The Tees–Wear derby is a football local derby contested between Middlesbrough F.C. and Sunderland A.F.C. who are separated by 2 rivers and 30 miles, in the North East of England. Broadly, Sunderland fans based in the City of Sunderland and further north towards Tyneside focus most of their attention on Newcastle. Middlesbrough is not classed as a major rival in these areas primarily due to the increased distance from Teesside, and the lack of regular interaction with Teessiders. The rivalry of the Tees-Wear derby, however, is much more intense and evenly balanced in southern County Durham, where fans of both clubs live and work close together and interact regularly.

History
The rivalry intensified somewhat during the 1990s when the two teams spent much of their time at the top of Division 1, which resulted in clashes between sets of rival fans. Football related violence between the two sets of fans has reduced since Middlesbrough left Ayresome Park and Sunderland left Roker Park. This is in part due to the easier policing of matches at the new stadiums. However, heightened police presence is still required when the teams meet, as the fixture can lead to violent incidents between fans. Sunderland regularly reduce Middlesbrough's away allocations due to safety concerns and previous bad behaviour. 

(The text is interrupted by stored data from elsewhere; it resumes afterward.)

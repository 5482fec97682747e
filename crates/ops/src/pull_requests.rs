use crate::VcsOperations;
use vcsgate_types::{
    CiStatusSummary, Comment, NewPullRequest, ProviderId, PullRequest, RepoRef, Result, Review,
    StateFilter, TokenSource,
};

/// Pull request, review, comment, and CI operations.
#[derive(Clone, Copy, Debug)]
pub struct PullRequests<'a> {
    ops: &'a VcsOperations,
}

impl<'a> PullRequests<'a> {
    pub(crate) fn new(ops: &'a VcsOperations) -> Self {
        Self { ops }
    }

    /// # Errors
    ///
    /// Fails when the provider is not registered, the caller must
    /// re-authenticate, or the provider call fails.
    pub async fn list(
        &self,
        source: &TokenSource,
        provider: Option<ProviderId>,
        repo: &RepoRef,
        state: StateFilter,
    ) -> Result<Vec<PullRequest>> {
        let (backend, client) = self.ops.resolve(source, provider, "pull_requests.list").await?;
        backend.list_pull_requests(&client, repo, state).await
    }

    /// # Errors
    ///
    /// See [`PullRequests::list`].
    pub async fn get(
        &self,
        source: &TokenSource,
        provider: Option<ProviderId>,
        repo: &RepoRef,
        number: u64,
    ) -> Result<PullRequest> {
        let (backend, client) = self.ops.resolve(source, provider, "pull_requests.get").await?;
        backend.get_pull_request(&client, repo, number).await
    }

    /// # Errors
    ///
    /// See [`PullRequests::list`].
    pub async fn create(
        &self,
        source: &TokenSource,
        provider: Option<ProviderId>,
        repo: &RepoRef,
        pr: &NewPullRequest,
    ) -> Result<PullRequest> {
        let (backend, client) = self
            .ops
            .resolve(source, provider, "pull_requests.create")
            .await?;
        backend.create_pull_request(&client, repo, pr).await
    }

    /// # Errors
    ///
    /// See [`PullRequests::list`].
    pub async fn reviews(
        &self,
        source: &TokenSource,
        provider: Option<ProviderId>,
        repo: &RepoRef,
        number: u64,
    ) -> Result<Vec<Review>> {
        let (backend, client) = self
            .ops
            .resolve(source, provider, "pull_requests.reviews")
            .await?;
        backend.list_pull_request_reviews(&client, repo, number).await
    }

    /// # Errors
    ///
    /// See [`PullRequests::list`].
    pub async fn comments(
        &self,
        source: &TokenSource,
        provider: Option<ProviderId>,
        repo: &RepoRef,
        number: u64,
    ) -> Result<Vec<Comment>> {
        let (backend, client) = self
            .ops
            .resolve(source, provider, "pull_requests.comments")
            .await?;
        backend.list_pull_request_comments(&client, repo, number).await
    }

    /// # Errors
    ///
    /// See [`PullRequests::list`].
    pub async fn create_comment(
        &self,
        source: &TokenSource,
        provider: Option<ProviderId>,
        repo: &RepoRef,
        number: u64,
        body: &str,
    ) -> Result<Comment> {
        let (backend, client) = self
            .ops
            .resolve(source, provider, "pull_requests.create_comment")
            .await?;
        backend
            .create_pull_request_comment(&client, repo, number, body)
            .await
    }

    /// # Errors
    ///
    /// See [`PullRequests::list`].
    pub async fn update_comment(
        &self,
        source: &TokenSource,
        provider: Option<ProviderId>,
        repo: &RepoRef,
        comment_id: &str,
        body: &str,
    ) -> Result<Comment> {
        let (backend, client) = self
            .ops
            .resolve(source, provider, "pull_requests.update_comment")
            .await?;
        backend
            .update_pull_request_comment(&client, repo, comment_id, body)
            .await
    }

    /// # Errors
    ///
    /// See [`PullRequests::list`].
    pub async fn delete_comment(
        &self,
        source: &TokenSource,
        provider: Option<ProviderId>,
        repo: &RepoRef,
        comment_id: &str,
    ) -> Result<()> {
        let (backend, client) = self
            .ops
            .resolve(source, provider, "pull_requests.delete_comment")
            .await?;
        backend
            .delete_pull_request_comment(&client, repo, comment_id)
            .await
    }

    /// Normalized CI status of the pull request's head commit.
    ///
    /// # Errors
    ///
    /// See [`PullRequests::list`].
    pub async fn ci_status(
        &self,
        source: &TokenSource,
        provider: Option<ProviderId>,
        repo: &RepoRef,
        number: u64,
    ) -> Result<CiStatusSummary> {
        let (backend, client) = self
            .ops
            .resolve(source, provider, "pull_requests.ci_status")
            .await?;
        backend.get_ci_status(&client, repo, number).await
    }
}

Although Sunderland won trophies in the early 1900s it is Middlesbrough who have been more successful in recent times, reaching five major cup finals from 1997 to 2006, including the 2006 UEFA Cup Final and lifting the 2004 League Cup.

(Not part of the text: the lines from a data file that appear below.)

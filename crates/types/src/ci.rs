//! Normalized CI check model shared by every provider.

use chrono::{DateTime, Utc};
use serde::{Deserialize, Serialize};
use std::fmt;

/// Normalized state of a single CI check.
#[derive(Debug, Clone, Copy, PartialEq, Eq, Hash, Serialize, Deserialize)]
#[serde(rename_all = "snake_case")]
pub enum CiState {
    Pending,
    Passing,
    Failing,
    Cancelled,
    Skipped,
}

/// CI system a check originates from.
#[derive(Debug, Clone, Copy, PartialEq, Eq, Hash, Serialize, Deserialize)]
#[serde(rename_all = "kebab-case")]
pub enum CiSource {
    GithubActions,
    Circleci,
    Travis,
    Jenkins,
    Buildkite,
    AzurePipelines,
    GitlabCi,
    Vercel,
    Netlify,
    External,
}

impl fmt::Display for CiSource {
    fn fmt(&self, f: &mut fmt::Formatter<'_>) -> fmt::Result {
        let s = match self {
            Self::GithubActions => "github-actions",
            Self::Circleci => "circleci",
            Self::Travis => "travis",
            Self::Jenkins => "jenkins",
            Self::Buildkite => "buildkite",
            Self::AzurePipelines => "azure-pipelines",
            Self::GitlabCi => "gitlab-ci",
            Self::Vercel => "vercel",
            Self::Netlify => "netlify",
            Self::External => "external",
        };
        f.write_str(s)
    }
}

/// One CI signal for a commit, whatever shape it arrived in.
#[derive(Debug, Clone, PartialEq, Eq, Serialize, Deserialize)]
#[serde(rename_all = "camelCase")]
pub struct CiCheck {
    pub id: String,
    pub name: String,
    pub state: CiState,
    #[serde(default, skip_serializing_if = "Option::is_none")]
    pub url: Option<String>,
    #[serde(default, skip_serializing_if = "Option::is_none")]
    pub started_at: Option<DateTime<Utc>>,
    #[serde(default, skip_serializing_if = "Option::is_none")]
    pub completed_at: Option<DateTime<Utc>>,
    /// Whole seconds between start and completion.
    #[serde(default, skip_serializing_if = "Option::is_none")]
    pub duration: Option<i64>,
    pub source: CiSource,
}

/// Aggregate CI outcome for a pull request.
#[derive(Debug, Clone, PartialEq, Eq, Serialize, Deserialize)]
#[serde(rename_all = "camelCase")]
pub struct CiStatusSummary {
    pub overall: CiState,
    pub checks: Vec<CiCheck>,
    pub total_checks: usize,
    pub passing_checks: usize,
    pub failing_checks: usize,
    pub pending_checks: usize,
}

impl CiStatusSummary {
    /// Aggregate checks: failing if any check fails, else pending if any is
    /// pending, else passing.
    #[must_use]
    pub fn from_checks(checks: Vec<CiCheck>) -> Self {
        let count = |state: CiState| checks.iter().filter(|c| c.state == state).count();
        let passing_checks = count(CiState::Passing);
        let failing_checks = count(CiState::Failing);
        let pending_checks = count(CiState::Pending);

        let overall = if failing_checks > 0 {
            CiState::Failing
        } else if pending_checks > 0 {
            CiState::Pending
        } else {
            CiState::Passing
        };

        Self {
            overall,
            total_checks: checks.len(),
            passing_checks,
            failing_checks,
            pending_checks,
            checks,
        }
    }
}

#[cfg(test)]
mod tests {
    use super::*;

    fn check(id: &str, state: CiState) -> CiCheck {
        CiCheck {
            id: id.to_string(),
            name: id.to_string(),
            state,
            url: None,
            started_at: None,
            completed_at: None,
            duration: None,
            source: CiSource::External,
        }
    }

    #[test]
    fn test_summary_failing_wins() {
        let s = CiStatusSummary::from_checks(vec![
            check("a", CiState::Pending),
            check("b", CiState::Failing),
            check("c", CiState::Passing),
        ]);
        assert_eq!(s.overall, CiState::Failing);
        assert_eq!(s.total_checks, 3);
        assert_eq!(s.passing_checks, 1);
        assert_eq!(s.failing_checks, 1);
        assert_eq!(s.pending_checks, 1);
    }

    #[test]
    fn test_summary_pending_over_passing() {
        let s = CiStatusSummary::from_checks(vec![
            check("a", CiState::Pending),
            check("b", CiState::Passing),
        ]);
        assert_eq!(s.overall, CiState::Pending);
    }

    #[test]
    fn test_summary_cancelled_and_skipped_do_not_fail() {
        let s = CiStatusSummary::from_checks(vec![
            check("a", CiState::Cancelled),
            check("b", CiState::Skipped),
            check("c", CiState::Passing),
        ]);
        assert_eq!(s.overall, CiState::Passing);
        assert_eq!(s.total_checks, 3);
        assert_eq!(s.passing_checks, 1);
    }

    #[test]
    fn test_summary_empty_is_passing() {
        let s = CiStatusSummary::from_checks(Vec::new());
        assert_eq!(s.overall, CiState::Passing);
        assert_eq!(s.total_checks, 0);
    }

    #[test]
    fn test_summary_serializes_camel_case() {
        let s = CiStatusSummary::from_checks(vec![check("a", CiState::Passing)]);
        let json = serde_json::to_value(&s).unwrap();
        assert_eq!(json["overall"], "passing");
        assert_eq!(json["totalChecks"], 1);
        assert_eq!(json["checks"][0]["source"], "external");
    }
}
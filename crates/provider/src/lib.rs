//! VCS provider implementations and the provider registry.
//!
//! Each host implements [`VcsProvider`]. GitHub is complete; GitLab, Bitbucket,
//! and Azure DevOps are stubs that wrap credentials and report unsupported
//! operations. [`MockProvider`] serves canned data for tests.

pub mod azure_devops;
pub mod bitbucket;
pub mod ci;
pub mod client;
pub mod github;
pub mod gitlab;
pub mod http_util;
pub mod mock;
pub mod registry;
pub mod traits;
pub mod webhook;

pub use azure_devops::AzureDevOpsProvider;
pub use bitbucket::BitbucketProvider;
pub use client::{AuthenticatedClient, BearerClient, GitHubClient, MockClient};
pub use github::GitHubProvider;
pub use gitlab::GitLabProvider;
pub use http_util::ProviderHttp;
pub use mock::{MockCall, MockOperation, MockProvider};
pub use registry::ProviderRegistry;
pub use traits::{VcsProvider, WebhookHeaders};

use std::sync::Arc;
use vcsgate_config::Config;
use vcsgate_types::ProviderId;

/// Create the built-in provider for `id` from its configuration.
#[must_use]
pub fn make_provider(id: ProviderId, config: &Config, http: &rquest::Client) -> Arc<dyn VcsProvider> {
    let pc = config.provider(id);
    let api_base = pc.api_base.as_deref();
    match id {
        ProviderId::GitHub => Arc::new(GitHubProvider::from_config(&pc, http.clone())),
        ProviderId::GitLab => Arc::new(GitLabProvider::new(api_base)),
        ProviderId::Bitbucket => Arc::new(BitbucketProvider::new(api_base)),
        ProviderId::AzureDevOps => Arc::new(AzureDevOpsProvider::new(api_base)),
    }
}

/// Registry of every enabled built-in provider.
///
/// The configured default provider becomes the registry default when it is
/// enabled; otherwise the first registered one is.
#[must_use]
pub fn builtin_registry(config: &Config, http: &rquest::Client) -> ProviderRegistry {
    let mut registry = ProviderRegistry::new();
    for id in ProviderId::all() {
        if config.provider(*id).enabled {
            registry.register(make_provider(*id, config, http));
        } else {
            tracing::info!(provider = %id, "provider disabled by configuration");
        }
    }
    if registry.set_default(config.default_provider).is_err() {
        tracing::warn!(
            provider = %config.default_provider,
            "configured default provider is not enabled"
        );
    }
    registry
}

#[cfg(test)]
mod tests {
    use super::*;

    #[test]
    fn test_builtin_registry_all_enabled() {
        let r = builtin_registry(&Config::default(), &rquest::Client::new());
        assert_eq!(r.len(), ProviderId::all().len());
        assert_eq!(r.default_id(), Some(ProviderId::GitHub));
        assert_eq!(r.get(ProviderId::GitLab).unwrap().name(), "GitLab");
    }

    #[test]
    fn test_builtin_registry_respects_config() {
        let config = Config::from_yaml(
            "default_provider: gitlab\nproviders:\n  bitbucket:\n    enabled: false\n",
        )
        .unwrap();
        let r = builtin_registry(&config, &rquest::Client::new());
        assert!(!r.has(ProviderId::Bitbucket));
        assert_eq!(r.default_id(), Some(ProviderId::GitLab));
    }

    #[test]
    fn test_disabled_default_falls_back_to_first() {
        let config =
            Config::from_yaml("default_provider: github\nproviders:\n  github:\n    enabled: false\n")
                .unwrap();
        let r = builtin_registry(&config, &rquest::Client::new());
        assert!(!r.has(ProviderId::GitHub));
        assert_eq!(r.default_id(), Some(ProviderId::GitLab));
    }

    #[test]
    fn test_github_api_base_from_config() {
        let config = Config::from_yaml(
            "providers:\n  github:\n    api_base: https://ghe.example.com/api/v3\n",
        )
        .unwrap();
        let p = make_provider(ProviderId::GitHub, &config, &rquest::Client::new());
        let client = p.client(&vcsgate_types::TokenData::new("t"));
        assert_eq!(
            client.as_github().unwrap().api_base(),
            "https://ghe.example.com/api/v3"
        );
    }
}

In the 2008–09 Premier League season, the results were:
Sunderland 2–0 Middlesbrough
Middlesbrough 1–1 Sunderland

In 2011–12 the teams played in the FA Cup:
Sunderland 1–1 Middlesbrough 28 January 2012
 Replay – Middlesbrough 1–2 Sunderland (AET) 8 February 2012. 

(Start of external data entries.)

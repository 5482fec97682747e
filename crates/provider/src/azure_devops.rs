//! Azure DevOps provider stub.

use crate::{
    client::{AuthenticatedClient, BearerClient},
    traits::VcsProvider,
};
use async_trait::async_trait;
use vcsgate_types::{ProviderId, TokenData};

pub const DEFAULT_API_BASE: &str = "https://dev.azure.com";

pub struct AzureDevOpsProvider {
    api_base: String,
}

impl AzureDevOpsProvider {
    #[must_use]
    pub fn new(api_base: Option<&str>) -> Self {
        Self {
            api_base: api_base.unwrap_or(DEFAULT_API_BASE).to_string(),
        }
    }

    #[must_use]
    pub fn api_base(&self) -> &str {
        &self.api_base
    }
}

impl Default for AzureDevOpsProvider {
    fn default() -> Self {
        Self::new(None)
    }
}

#[async_trait]
impl VcsProvider for AzureDevOpsProvider {
    fn id(&self) -> ProviderId {
        ProviderId::AzureDevOps
    }

    fn name(&self) -> &'static str {
        "Azure DevOps"
    }

    fn client(&self, tokens: &TokenData) -> AuthenticatedClient {
        AuthenticatedClient::AzureDevOps(BearerClient::new(tokens.access_token.clone()))
    }
}
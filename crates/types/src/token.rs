//! Credential data and expiry logic.

use crate::ProviderId;
use serde::{Deserialize, Serialize};
use std::fmt;
use std::time::{Duration, SystemTime, UNIX_EPOCH};

/// Current wall-clock time as Unix epoch milliseconds.
#[must_use]
pub fn now_millis() -> u64 {
    SystemTime::now()
        .duration_since(UNIX_EPOCH)
        .unwrap_or(Duration::ZERO)
        .as_millis()
        .try_into()
        .unwrap_or(u64::MAX)
}

/// Opaque identifier of whoever owns a set of credentials (user, team, project).
///
/// Only used as a cache and storage key.
#[derive(Debug, Clone, PartialEq, Eq, Hash, PartialOrd, Ord, Serialize, Deserialize)]
#[serde(transparent)]
pub struct TokenSource(String);

impl TokenSource {
    pub fn new(source: impl Into<String>) -> Self {
        Self(source.into())
    }

    #[must_use]
    pub fn as_str(&self) -> &str {
        &self.0
    }
}

impl fmt::Display for TokenSource {
    fn fmt(&self, f: &mut fmt::Formatter<'_>) -> fmt::Result {
        f.write_str(&self.0)
    }
}

impl From<&str> for TokenSource {
    fn from(s: &str) -> Self {
        Self(s.to_string())
    }
}

impl From<String> for TokenSource {
    fn from(s: String) -> Self {
        Self(s)
    }
}

/// Composite key for everything cached per credential owner and host.
#[derive(Debug, Clone, PartialEq, Eq, Hash, PartialOrd, Ord)]
pub struct TokenKey {
    pub source: TokenSource,
    pub provider: ProviderId,
}

impl TokenKey {
    #[must_use]
    pub fn new(source: TokenSource, provider: ProviderId) -> Self {
        Self { source, provider }
    }
}

impl fmt::Display for TokenKey {
    fn fmt(&self, f: &mut fmt::Formatter<'_>) -> fmt::Result {
        write!(f, "{}@{}", self.source, self.provider)
    }
}

/// An access token with optional refresh capability and expiry.
///
/// `expires_at` is Unix epoch milliseconds. An absent expiry never triggers a
/// refresh; an absent (or empty) refresh token makes refresh impossible.
#[derive(Debug, Clone, PartialEq, Eq, Serialize, Deserialize)]
#[serde(rename_all = "camelCase")]
pub struct TokenData {
    pub access_token: String,
    #[serde(default, skip_serializing_if = "Option::is_none")]
    pub refresh_token: Option<String>,
    #[serde(default, skip_serializing_if = "Option::is_none")]
    pub expires_at: Option<u64>,
    #[serde(default, skip_serializing_if = "Option::is_none")]
    pub scope: Option<String>,
}

impl TokenData {
    /// Create a non-expiring token without refresh capability.
    pub fn new(access_token: impl Into<String>) -> Self {
        Self {
            access_token: access_token.into(),
            refresh_token: None,
            expires_at: None,
            scope: None,
        }
    }

    /// Set the expiry to `expires_in` from now.
    #[must_use]
    pub fn with_expiry(mut self, expires_in: Duration) -> Self {
        let ms: u64 = expires_in.as_millis().try_into().unwrap_or(u64::MAX);
        self.expires_at = Some(now_millis().saturating_add(ms));
        self
    }

    /// Set an absolute expiry in epoch milliseconds.
    #[must_use]
    pub fn with_expires_at(mut self, expires_at: u64) -> Self {
        self.expires_at = Some(expires_at);
        self
    }

    /// Attach a refresh token.
    #[must_use]
    pub fn with_refresh(mut self, refresh_token: impl Into<String>) -> Self {
        self.refresh_token = Some(refresh_token.into());
        self
    }

    #[must_use]
    pub fn with_scope(mut self, scope: impl Into<String>) -> Self {
        self.scope = Some(scope.into());
        self
    }

    /// The record written in place of deleting credentials: empty secrets that
    /// expire at `now`, so every later lookup takes the failed-refresh path.
    #[must_use]
    pub fn invalidated(now: u64) -> Self {
        Self {
            access_token: String::new(),
            refresh_token: Some(String::new()),
            expires_at: Some(now),
            scope: None,
        }
    }

    /// The refresh token, if one is present and non-empty.
    #[must_use]
    pub fn usable_refresh_token(&self) -> Option<&str> {
        self.refresh_token.as_deref().filter(|t| !t.is_empty())
    }

    /// `true` when the token expires within `buffer` of `now` (both inclusive).
    #[must_use]
    pub fn needs_refresh_at(&self, now: u64, buffer: Duration) -> bool {
        let Some(expires_at) = self.expires_at else {
            return false;
        };
        let buffer_ms: u64 = buffer.as_millis().try_into().unwrap_or(u64::MAX);
        now.saturating_add(buffer_ms) >= expires_at
    }

    #[must_use]
    pub fn needs_refresh(&self, buffer: Duration) -> bool {
        self.needs_refresh_at(now_millis(), buffer)
    }

    /// Strict validity without any buffer: both secrets present and not yet expired.
    #[must_use]
    pub fn is_valid_at(&self, now: u64) -> bool {
        !self.access_token.is_empty()
            && self.usable_refresh_token().is_some()
            && self.expires_at.is_none_or(|exp| exp > now)
    }

    #[must_use]
    pub fn is_valid(&self) -> bool {
        self.is_valid_at(now_millis())
    }
}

In 2012–13 the teams played in the Football League Cup
Sunderland 0–1 Middlesbrough 30 October 2012

In the 2016–17 Premier League season, the results were:
Sunderland 1–2 Middlesbrough
Middlesbrough 1–0 Sunderland

In the 2017–18 EFL Championship season, the results were:
Middlesbrough 1–0 Sunderland
Sunderland 3–3 Middlesbrough

In 2017–18 the teams played in the FA Cup
Middlesbrough 2–0 Sunderland 6 January 2018

In the 2022–23 EFL Championship season, the results were:
Middlesbrough 1–0 Sunderland

Summary of results
As of 5 September 2022

Honours

Table correct as of 5 September 2022

See also
Tyne–Tees derby
Tyne–Wear derby

References

England football derbies
Middlesbrough F.C.
Sunderland A.F.C.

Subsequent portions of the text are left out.